Orchéron le potier, accusé d’être le rejeton d’une telle lignée, doit fuir sa mathelle d’adoption. Commence pour lui la quête de son identité, en un parcours initiatique sur cette “Terra Nova”.
Pierre Bordage s’en donne à cœur joie en nous contant les péripéties des survivants d’Esther. Il lâche la bride à son imagination et démontre son goût pour la conception de nouveaux mondes, de nouvelles structures sociales en recherche d’équilibre entre tradition et ignorance. Il chante ce rapport avec la nature, cette communion primaire et sensuelle avec tout ce qui compose celle-ci. Il multiplie les personnages et leur donne cette présence et cette force qui “crèvent” le papier et les rend si attachants, si humains avec leurs outrances et leurs souffrances.

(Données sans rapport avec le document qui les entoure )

//! The reconciliation pipeline.
//!
//! A pass runs a fixed, ordered list of subreconcilers against a private snapshot of a cluster.
//! Each subreconciler owns one operational concern, recomputes what needs to change from the
//! current and desired state, and is a no-op when nothing does. A pass may be interrupted after
//! any step and is always resumed from the first step, so no step may assume that the side
//! effects of an earlier, interrupted pass did not happen.
//!
//! The order is load-bearing:
//! - sidecar upgrades run before the database version is rolled out;
//! - the version rollout completes for all retained process groups before any exclusion;
//! - exclusion is confirmed for all groups being removed before any of their units is deleted.

mod add_units;
mod backup;
mod exclude;
mod remove;
mod roster;
mod safety;
mod scale;
mod sidecar;
mod versions;


use std::sync::Arc;
use std::time::Duration;

use anyhow::Result;

use crate::recorder::EventRecorder;
use crate::units::UnitManager;
use quorum_core::admin::AdminClient;
use quorum_core::crd::{DatabaseCluster, RequiredMetadata};

pub use add_units::AddUnits;
pub use backup::ReconcileBackup;
pub use exclude::ExcludeProcessGroups;
pub use remove::RemoveProcessGroups;
pub use roster::UpdateRoster;
pub use scale::UpdateProcessGroups;
pub use sidecar::UpdateSidecarVersions;
pub use versions::ReplaceOutdatedUnits;

/// The collaborators available to a reconciliation pass.
#[derive(Clone)]
pub struct PassContext {
    pub units: Arc<dyn UnitManager>,
    pub admin: Arc<dyn AdminClient>,
    pub recorder: Arc<dyn EventRecorder>,
}

/// The outcome of a single subreconciler.
#[derive(Debug)]
pub enum StepResult {
    /// The step is complete, continue with the next step.
    Advance,
    /// External state prevents progress. The rest of the pass is skipped and retried later.
    Blocked(String),
    /// The step failed. The pass is retried from the start with backoff.
    Fail(anyhow::Error),
}

impl From<Result<StepResult>> for StepResult {
    fn from(res: Result<StepResult>) -> Self {
        res.unwrap_or_else(StepResult::Fail)
    }
}

/// A single idempotent unit of reconciliation logic.
#[async_trait::async_trait]
pub trait Subreconciler: Send + Sync {
    /// The name of this step, used in logs and events.
    fn name(&self) -> &'static str;

    /// Move the given cluster snapshot towards its desired state.
    async fn reconcile(&self, ctx: &PassContext, cluster: &mut DatabaseCluster) -> StepResult;

    /// The minimum delay before a pass blocked on this step is retried.
    fn requeue_after(&self) -> Duration {
        Duration::from_secs(0)
    }
}

/// The outcome of a full reconciliation pass.
#[derive(Debug)]
pub enum PassOutcome {
    /// Every step advanced.
    Complete,
    /// The step at the given index was blocked.
    Blocked {
        index: usize,
        step: &'static str,
        reason: String,
        requeue_after: Duration,
    },
    /// The step at the given index failed.
    Failed { index: usize, step: &'static str, error: anyhow::Error },
}

impl PassOutcome {
    /// The label under which this outcome is counted in metrics.
    pub fn label(&self) -> &'static str {
        match self {
            Self::Complete => "complete",
            Self::Blocked { .. } => "blocked",
            Self::Failed { .. } => "failed",
        }
    }
}

/// A fixed, ordered list of subreconcilers.
pub struct Pipeline {
    steps: Vec<Box<dyn Subreconciler>>,
}

impl Pipeline {
    /// Create a new instance with the given steps.
    pub fn new(steps: Vec<Box<dyn Subreconciler>>) -> Self {
        Self { steps }
    }

    /// The standard pipeline used for all clusters.
    pub fn standard() -> Self {
        Self::new(vec![
            Box::new(UpdateRoster),
            Box::new(UpdateProcessGroups),
            Box::new(AddUnits),
            Box::new(UpdateSidecarVersions),
            Box::new(ReplaceOutdatedUnits),
            Box::new(ExcludeProcessGroups),
            Box::new(RemoveProcessGroups),
            Box::new(ReconcileBackup),
        ])
    }

    /// The names of the steps of this pipeline, in order.
    pub fn step_names(&self) -> Vec<&'static str> {
        self.steps.iter().map(|step| step.name()).collect()
    }

    /// Run a full pass against the given cluster snapshot.
    ///
    /// Outstanding generation markers are cleared up front and set again by whichever steps
    /// still find work to do. On completion the cluster's generation is recorded as reconciled.
    #[tracing::instrument(level = "debug", skip(self, ctx, cluster), fields(cluster = %cluster.name(), generation = cluster.generation()))]
    pub async fn run(&self, ctx: &PassContext, cluster: &mut DatabaseCluster) -> PassOutcome {
        let generation = cluster.generation();
        cluster.status_mut().generations.clear_outstanding();

        for (index, step) in self.steps.iter().enumerate() {
            tracing::debug!(index, step = step.name(), "running step");
            match step.reconcile(ctx, cluster).await {
                StepResult::Advance => continue,
                StepResult::Blocked(reason) => {
                    tracing::debug!(index, step = step.name(), %reason, "step blocked");
                    return PassOutcome::Blocked {
                        index,
                        step: step.name(),
                        reason,
                        requeue_after: step.requeue_after(),
                    };
                }
                StepResult::Fail(error) => {
                    tracing::debug!(index, step = step.name(), error = ?error, "step failed");
                    return PassOutcome::Failed { index, step: step.name(), error };
                }
            }
        }

        cluster.status_mut().generations.reconciled = Some(generation);
        PassOutcome::Complete
    }
}
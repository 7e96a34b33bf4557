//! Runtime configuration.

use std::path::PathBuf;
use std::time::Duration;

use anyhow::{ensure, Context, Result};
use serde::Deserialize;

use quorum_core::admin::AdminConfig;

/// Runtime configuration data.
#[derive(Clone, Debug, Deserialize)]
pub struct Config {
    /// The server's logging config, which uses Rust's `env_logger` directives.
    pub rust_log: String,
    /// The port used for healthchecks and metrics.
    pub http_port: u16,

    /// The Kubernetes namespace watched by this operator.
    pub namespace: String,
    /// The name of the pod on which this instance is running.
    pub pod_name: String,

    /// The duration in seconds for which a lease is considered held.
    ///
    /// To ensure stable cluster leadership, a 60 second lease is currently recommended.
    pub lease_duration_seconds: u32,
    /// The duration that a lease holder will retry refreshing lease.
    ///
    /// To ensure stable cluster leadership, a 10 seconds renew rate is currently recommended.
    pub lease_renew_seconds: u32,

    /// The number of clusters which may be reconciled concurrently.
    #[serde(default = "Config::default_workers")]
    pub workers: usize,
    /// The interval at which all known clusters are reconciled, regardless of changes.
    #[serde(default = "Config::default_resync_seconds")]
    pub resync_seconds: u64,
    /// The minimum delay before a blocked pass is retried.
    #[serde(default = "Config::default_requeue_seconds")]
    pub requeue_seconds: u64,
    /// The cap of the exponential backoff applied to failed passes.
    #[serde(default = "Config::default_max_backoff_seconds")]
    pub max_backoff_seconds: u64,
    /// The deadline of each K8s API call.
    #[serde(default = "Config::default_api_timeout_seconds")]
    pub api_timeout_seconds: u64,
    /// The deadline of a full reconciliation pass.
    #[serde(default = "Config::default_pass_timeout_seconds")]
    pub pass_timeout_seconds: u64,

    /// The database admin binary.
    #[serde(default = "Config::default_admin_binary")]
    pub admin_binary: String,
    /// The database backup binary.
    #[serde(default = "Config::default_backup_binary")]
    pub backup_binary: String,
    /// The deadline of each invocation of an admin tool.
    #[serde(default = "Config::default_admin_timeout_seconds")]
    pub admin_timeout_seconds: u64,
    /// The directory where cluster files for the admin tools are written.
    #[serde(default = "Config::default_cluster_file_dir")]
    pub cluster_file_dir: String,
}

impl Config {
    /// Create a new config instance.
    ///
    /// Currently this routing just parses the runtime environment and builds the application
    /// config from that. In the future, this may take into account an optional config file as
    /// well.
    #[allow(clippy::new_without_default)]
    pub fn new() -> Result<Self> {
        let config: Config = envy::from_env().context("error building config from env")?;
        config.validate()?;
        Ok(config)
    }

    /// Check invariants which deserialization alone can not express.
    pub fn validate(&self) -> Result<()> {
        ensure!(self.workers >= 1, "WORKERS must be at least 1");
        ensure!(self.api_timeout_seconds >= 1, "API_TIMEOUT_SECONDS must be at least 1");
        ensure!(self.admin_timeout_seconds >= 1, "ADMIN_TIMEOUT_SECONDS must be at least 1");
        ensure!(self.pass_timeout_seconds >= 1, "PASS_TIMEOUT_SECONDS must be at least 1");
        ensure!(self.resync_seconds >= 1, "RESYNC_SECONDS must be at least 1");
        ensure!(
            self.max_backoff_seconds >= self.requeue_seconds,
            "MAX_BACKOFF_SECONDS must be greater than or equal to REQUEUE_SECONDS"
        );
        Ok(())
    }

    /// The settings used for building admin clients.
    pub fn admin_config(&self) -> AdminConfig {
        AdminConfig {
            admin_binary: self.admin_binary.clone(),
            backup_binary: self.backup_binary.clone(),
            cluster_file_dir: PathBuf::from(&self.cluster_file_dir),
            timeout: Duration::from_secs(self.admin_timeout_seconds),
        }
    }

    pub fn api_timeout(&self) -> Duration {
        Duration::from_secs(self.api_timeout_seconds)
    }

    pub fn pass_timeout(&self) -> Duration {
        Duration::from_secs(self.pass_timeout_seconds)
    }

    pub fn requeue(&self) -> Duration {
        Duration::from_secs(self.requeue_seconds)
    }

    pub fn max_backoff(&self) -> Duration {
        Duration::from_secs(self.max_backoff_seconds)
    }

    pub fn resync(&self) -> Duration {
        Duration::from_secs(self.resync_seconds)
    }

    fn default_workers() -> usize {
        4
    }

    fn default_resync_seconds() -> u64 {
        300
    }

    fn default_requeue_seconds() -> u64 {
        5
    }

    fn default_max_backoff_seconds() -> u64 {
        300
    }

    fn default_api_timeout_seconds() -> u64 {
        10
    }

    fn default_pass_timeout_seconds() -> u64 {
        600
    }

    fn default_admin_binary() -> String {
        "fdbcli".into()
    }

    fn default_backup_binary() -> String {
        "fdbbackup".into()
    }

    fn default_admin_timeout_seconds() -> u64 {
        30
    }

    fn default_cluster_file_dir() -> String {
        "/var/run/quorum".into()
    }
}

L’auteur entreprend de démontrer l’absurdité qui consiste à utiliser l’héritage spirituel et moral de personnages d’exception pour s’assurer une légitimité et faire ainsi accepter ses propres motivations et cautionner ses actes. Bordage use de l’artifice narratif permis par les journaux intimes pour jouer subtilement sur plusieurs plans, au nez et à la barbe du lecteur. Bien que... des petits indices soient semés ! La conclusion, par contre, est un peu abrupte. Mais ne doutons pas que les éclaircissements se trouveront dans le prochain volet de cette trilogie. Sociologie, ethnologie, humour et amour de la vie et de l’instant présent se conjuguent avec une écriture dense, forte, aboutie pour faire d’Orchéron un grand cru Bordage à ne pas laisser passer.
Pierre Bordage, Orchéron, L’Atalante, 466 p.